PETALING JAYA: The immigration department director-general’s decision to stop Petaling Jaya Utara MP Tony Pua from leaving Malaysia without giving any reason must be opened to the court’s examination, lawyers said.
They added that the Court of Appeal’s decision that the right to travel was a privilege accorded by the government to citizens holding valid travel documents was inappropriate in “this day and age”.
They also took issue with the literal interpretation of the phrase “that no person shall be deprived of his life or personal liberty”, saying it was absurd to read it as meaning that a challenge could only be mounted for unlawful arrest and detention.
Lawyer Ranjit Singh said the ruling sent a clear but wrong message that Malaysians were at the mercy of the state when it came to travelling abroad.
“As a Malaysian, my personal freedom includes the right to travel. It is not the government that decides whether I can leave the country,” he said.

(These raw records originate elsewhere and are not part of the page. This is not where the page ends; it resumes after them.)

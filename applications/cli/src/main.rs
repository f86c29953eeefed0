/// Aural - headless playback from the command line
use aural_core::{FlatPlaylist, PlaybackState, Track};
use aural_importer::{AutoplayOptions, TrackAddEvent, TrackAdder};
use aural_metadata::LoftyMetadataLoader;
use aural_player::{start_player, AuralConfig, PlayerNotification};
use aural_playback::PlaybackNotification;
use clap::{Parser, Subcommand};
use std::path::PathBuf;
use std::time::Duration;
use tracing_subscriber::{layer::SubscriberExt, util::SubscriberInitExt};

/// How long to wait for trailing notifications once playback is idle
const DRAIN_TIMEOUT: Duration = Duration::from_millis(200);

#[derive(Parser)]
#[command(name = "aural")]
#[command(about = "Headless Aural player", long_about = None)]
struct Cli {
    /// Configuration file path
    #[arg(short, long, global = true, env = "AURAL_CONFIG")]
    config: Option<PathBuf>,

    #[command(subcommand)]
    command: Commands,
}

#[derive(Subcommand)]
enum Commands {
    /// Add files, directories and playlists to a fresh playlist and report
    Scan {
        /// Files, directories or m3u playlists
        #[arg(required = true)]
        paths: Vec<PathBuf>,

        /// Print the report as JSON
        #[arg(long)]
        json: bool,

        /// Only add the top level of directories
        #[arg(long)]
        no_recursive: bool,
    },
    /// Play through the simulated transport until the sequence ends
    Play {
        /// Files, directories or m3u playlists
        #[arg(required = true)]
        paths: Vec<PathBuf>,

        /// Silence between tracks that finish naturally
        #[arg(long, value_name = "SECS")]
        gap: Option<f64>,

        /// Playback clock multiplier
        #[arg(long, value_name = "FACTOR")]
        speed: Option<f64>,

        /// Print notifications as JSON lines
        #[arg(long)]
        json: bool,
    },
    /// Print the effective configuration (file plus environment) as TOML
    Config,
}

fn main() -> anyhow::Result<()> {
    // Initialize tracing
    tracing_subscriber::registry()
        .with(
            tracing_subscriber::EnvFilter::try_from_default_env().unwrap_or_else(|_| {
                "aural_cli=info,aural_player=info,aural_playback=info,aural_importer=info".into()
            }),
        )
        .with(tracing_subscriber::fmt::layer().with_writer(std::io::stderr))
        .init();

    let cli = Cli::parse();
    let config = AuralConfig::load(cli.config.as_deref())?;

    match cli.command {
        Commands::Scan {
            paths,
            json,
            no_recursive,
        } => scan(config, &paths, json, no_recursive),
        Commands::Play {
            paths,
            gap,
            speed,
            json,
        } => play(config, paths, gap, speed, json),
        Commands::Config => {
            print!("{}", toml::to_string_pretty(&config)?);
            Ok(())
        }
    }
}

fn scan(
    mut config: AuralConfig,
    paths: &[PathBuf],
    json: bool,
    no_recursive: bool,
) -> anyhow::Result<()> {
    if no_recursive {
        config.import.recursive = false;
    }

    let adder = TrackAdder::new(Box::new(LoftyMetadataLoader::new()), config.import);
    let mut playlist = FlatPlaylist::new();
    let report = adder.add_files(&mut playlist, paths, AutoplayOptions::default());

    if json {
        let tracks: Vec<&Track> = report.added.iter().map(|r| r.track.as_ref()).collect();
        let errors: Vec<String> = report.errors.iter().map(ToString::to_string).collect();
        let out = serde_json::json!({
            "total": report.total,
            "processed": report.processed,
            "items_added": report.items_added,
            "tracks": tracks,
            "errors": errors,
        });
        println!("{}", serde_json::to_string_pretty(&out)?);
        return Ok(());
    }

    for added in &report.added {
        println!(
            "{:>4}  {}  [{}]",
            added.index + 1,
            added.track.display_name(),
            format_time(added.track.duration)
        );
    }
    for error in &report.errors {
        eprintln!("not added: {error}");
    }
    println!(
        "{} of {} tracks added ({} errors)",
        report.added.len(),
        report.total,
        report.errors.len()
    );
    Ok(())
}

fn play(
    mut config: AuralConfig,
    paths: Vec<PathBuf>,
    gap: Option<f64>,
    speed: Option<f64>,
    json: bool,
) -> anyhow::Result<()> {
    if let Some(gap) = gap {
        config.playback.gap_between_tracks = gap > 0.0;
        config.playback.gap_between_tracks_duration = gap;
    }
    if let Some(speed) = speed {
        config.transport.speed = speed;
    }

    let player = start_player(config, Box::new(LoftyMetadataLoader::new()))?;
    player.add_files(paths, AutoplayOptions::play_now());

    let mut adding_done = false;
    while let Ok(notification) = player.notifications().recv() {
        if matches!(
            notification,
            PlayerNotification::Import(TrackAddEvent::DoneAdding(_))
        ) {
            adding_done = true;
        }
        print_notification(&notification, json)?;

        if adding_done && player.status()?.state == PlaybackState::NoTrack {
            break;
        }
    }

    // Errors are published right after the add completes
    while let Ok(notification) = player.notifications().recv_timeout(DRAIN_TIMEOUT) {
        print_notification(&notification, json)?;
    }

    player.shutdown()?;
    Ok(())
}

fn print_notification(notification: &PlayerNotification, json: bool) -> anyhow::Result<()> {
    match notification {
        PlayerNotification::Playback(playback) if json => {
            println!("{}", serde_json::to_string(playback)?);
        }
        PlayerNotification::Playback(playback) => println!("{}", describe(playback)),
        PlayerNotification::Import(TrackAddEvent::DoneAdding(progress)) => {
            eprintln!("added {} of {} tracks", progress.added, progress.total);
        }
        PlayerNotification::Import(TrackAddEvent::TracksNotAdded(errors)) => {
            for error in errors {
                eprintln!("not added: {error}");
            }
        }
        PlayerNotification::Import(_) => {}
    }
    Ok(())
}

fn describe(notification: &PlaybackNotification) -> String {
    match notification {
        PlaybackNotification::TrackTransitioned {
            new_track: Some(track),
            ..
        } => format!("> playing {track}"),
        PlaybackNotification::TrackTransitioned { new_track: None, .. } => "> stopped".to_string(),
        PlaybackNotification::GapStarted {
            next_track,
            gap_end_time,
            ..
        } => format!(
            "  gap before {next_track} until {}",
            gap_end_time.format("%H:%M:%S%.3f")
        ),
        PlaybackNotification::TranscodingStarted { track } => format!("  transcoding {track}"),
        PlaybackNotification::TrackNotPlayed { track, error, .. } => {
            format!("! could not play {track}: {error}")
        }
        PlaybackNotification::PlaybackStateChanged { state } => format!("  {state}"),
        PlaybackNotification::PreTrackPlayback { .. }
        | PlaybackNotification::PlaybackLoopChanged { .. } => format!("  {}", notification.kind()),
    }
}

/// `m:ss`, or `--:--` when the duration is unknown
fn format_time(seconds: f64) -> String {
    if seconds <= 0.0 || !seconds.is_finite() {
        return "--:--".to_string();
    }
    let total = seconds.round() as u64;
    format!("{}:{:02}", total / 60, total % 60)
}
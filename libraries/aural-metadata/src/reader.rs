/// Metadata loader implementation using lofty
use crate::chapters::chapters_from_comments;
use crate::error::MetadataError;
use aural_core::{MetadataLoader, TrackMetadata};
use lofty::{AudioFile, ItemKey, TaggedFileExt};
use std::path::Path;
use tracing::debug;

/// Extensions lofty can probe, lowercase
pub const SUPPORTED_EXTENSIONS: &[&str] = &[
    "aac", "aif", "aifc", "aiff", "ape", "flac", "m4a", "m4b", "mp3", "mp4", "mpc", "oga", "ogg",
    "opus", "spx", "wav", "wv",
];

/// Metadata loader using the lofty library
#[derive(Debug, Default, Clone, Copy)]
pub struct LoftyMetadataLoader;

impl LoftyMetadataLoader {
    /// Create a new metadata loader
    pub fn new() -> Self {
        Self
    }

    /// Extract primary info from a lofty tag
    fn extract_from_tag(tag: &lofty::Tag) -> TrackMetadata {
        let mut metadata = TrackMetadata::new();

        for item in tag.items() {
            let text = item.value().text();
            match item.key() {
                ItemKey::TrackTitle => metadata.title = text.map(str::to_string),
                ItemKey::TrackArtist => metadata.artist = text.map(str::to_string),
                ItemKey::AlbumTitle => metadata.album = text.map(str::to_string),
                ItemKey::AlbumArtist => metadata.album_artist = text.map(str::to_string),
                ItemKey::Genre => metadata.genre = text.map(str::to_string),
                ItemKey::Year => metadata.year = text.and_then(leading_number),
                ItemKey::TrackNumber => metadata.track_number = text.and_then(leading_number),
                ItemKey::DiscNumber => metadata.disc_number = text.and_then(leading_number),
                _ => {}
            }
        }

        metadata
    }

    /// Chapter markers among a tag's unmapped items
    fn extract_chapters(tag: &lofty::Tag, duration: f64) -> Vec<aural_core::Chapter> {
        let comments = tag.items().filter_map(|item| match (item.key(), item.value().text()) {
            (ItemKey::Unknown(key), Some(value)) => Some((key.as_str(), value)),
            _ => None,
        });
        chapters_from_comments(comments, duration)
    }

    fn read(&self, path: &Path) -> crate::Result<TrackMetadata> {
        if !path.exists() {
            return Err(MetadataError::FileNotFound(path.to_path_buf()));
        }
        if !self.is_supported(path) {
            return Err(MetadataError::UnsupportedFormat(path.display().to_string()));
        }

        let tagged_file = lofty::read_from_path(path)?;

        let duration = tagged_file.properties().duration();
        let duration_ms = u64::try_from(duration.as_millis()).ok();

        // Primary tag, else whichever tag the file has
        let tag = tagged_file
            .primary_tag()
            .or_else(|| tagged_file.tags().first());

        let mut metadata = tag.map(Self::extract_from_tag).unwrap_or_default();
        metadata.duration_ms = duration_ms;
        if let Some(tag) = tag {
            metadata.chapters = Self::extract_chapters(tag, duration.as_secs_f64());
        }

        debug!(
            "Loaded {} ({} ms, {} chapters)",
            path.display(),
            duration_ms.unwrap_or(0),
            metadata.chapters.len()
        );
        Ok(metadata)
    }
}

/// "3/12" and "2024-05-01" both carry their number first
fn leading_number(text: &str) -> Option<u32> {
    let digits: String = text
        .trim()
        .chars()
        .take_while(char::is_ascii_digit)
        .collect();
    digits.parse().ok()
}

impl MetadataLoader for LoftyMetadataLoader {
    fn load_primary(&self, path: &Path) -> aural_core::Result<TrackMetadata> {
        self.read(path).map_err(Into::into)
    }

    fn is_supported(&self, path: &Path) -> bool {
        path.extension()
            .and_then(|e| e.to_str())
            .is_some_and(|e| SUPPORTED_EXTENSIONS.contains(&e.to_ascii_lowercase().as_str()))
    }
}

#[cfg(test)]
mod tests {
    use super::*;

    #[test]
    fn supported_by_extension_case_insensitively() {
        let loader = LoftyMetadataLoader::new();
        assert!(loader.is_supported(Path::new("/music/a.MP3")));
        assert!(loader.is_supported(Path::new("/music/book.m4b")));
        assert!(!loader.is_supported(Path::new("/music/cover.jpg")));
        assert!(!loader.is_supported(Path::new("/music/README")));
    }

    #[test]
    fn numbers_are_read_up_to_the_first_separator() {
        assert_eq!(leading_number("3/12"), Some(3));
        assert_eq!(leading_number("2024-05-01"), Some(2024));
        assert_eq!(leading_number(" 7 "), Some(7));
        assert_eq!(leading_number("side A"), None);
    }

    #[test]
    fn read_nonexistent_file_returns_not_found() {
        let loader = LoftyMetadataLoader::new();
        let result = loader.load_primary(Path::new("/nonexistent/file.mp3"));
        assert!(matches!(result, Err(aural_core::AuralError::FileNotFound(_))));
    }
}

He said the world had become a “global village”, and citizens left their countries in pursuit of better income, to acquire knowledge and to meet friends and relatives elsewhere.
Ranjit was responding to the judgment delivered by justice Idrus Harun on Wednesday that the government had absolute discretion to decide if Malaysian citizens had the right to travel overseas.
Idrus said an ouster clause in the Immigration Act also stopped the court from inquiring into the decision made by the director-general.
The judge said Pua had no right to be heard, and the director-general had no duty to give a reason for stopping the politician from travelling abroad.
Idrus added that Pua had no legitimate expectation to travel as the passport was government property and could be withdrawn at any time.
Lawyer Bastian Pius Vendargon said this was a fit and proper case for the Federal Court to consider whether the director-general could be shielded by an ouster clause in the act after having allegedly made an error of law.
“A legal principle has been established by the court that an ouster clause cannot be operative once the decision-maker has acted beyond his jurisdiction,” he said.
Lawyer R Kengadharan meanwhile, said any government administrative decision must be examined by the court as arbiter between the state and the citizen.
“If not, the state will make arbitrary decisions that will threaten the civil liberty of the people,” he said, adding that the travel ban on Pua was wrong as he was not a threat to national or global security.
Kengadharan said the ruling could pave the way for the state, including religious authorities, to regulate the affairs and lifestyle of a certain community.
Lawyer Mohamed Haniff Khatri Abdulla said like judges, government administrators too must give reasons for their decisions.
“They too must be held accountable and be transparent in their actions,” he said.
Haniff said citizens who paid a fee to obtain passports had a legitimate expectation to travel unless they were security threats, declared bankrupt or involved in tax evasion.
Haniff said bench chairman Mohd Zawawi Salleh’s call for Pua to take the matter to the Federal Court also revealed that the Court of Appeal had made the ruling because it was tied by an earlier apex court decision.
“Pua’s matter is a fitting case to revisit several constitutional issues in the highest court of the land,” he added.
Pua took the authorities to court after he was prevented from leaving the country at klia2 on July 2, 2015.
The travel ban was later lifted, but Pua continued with his legal battle.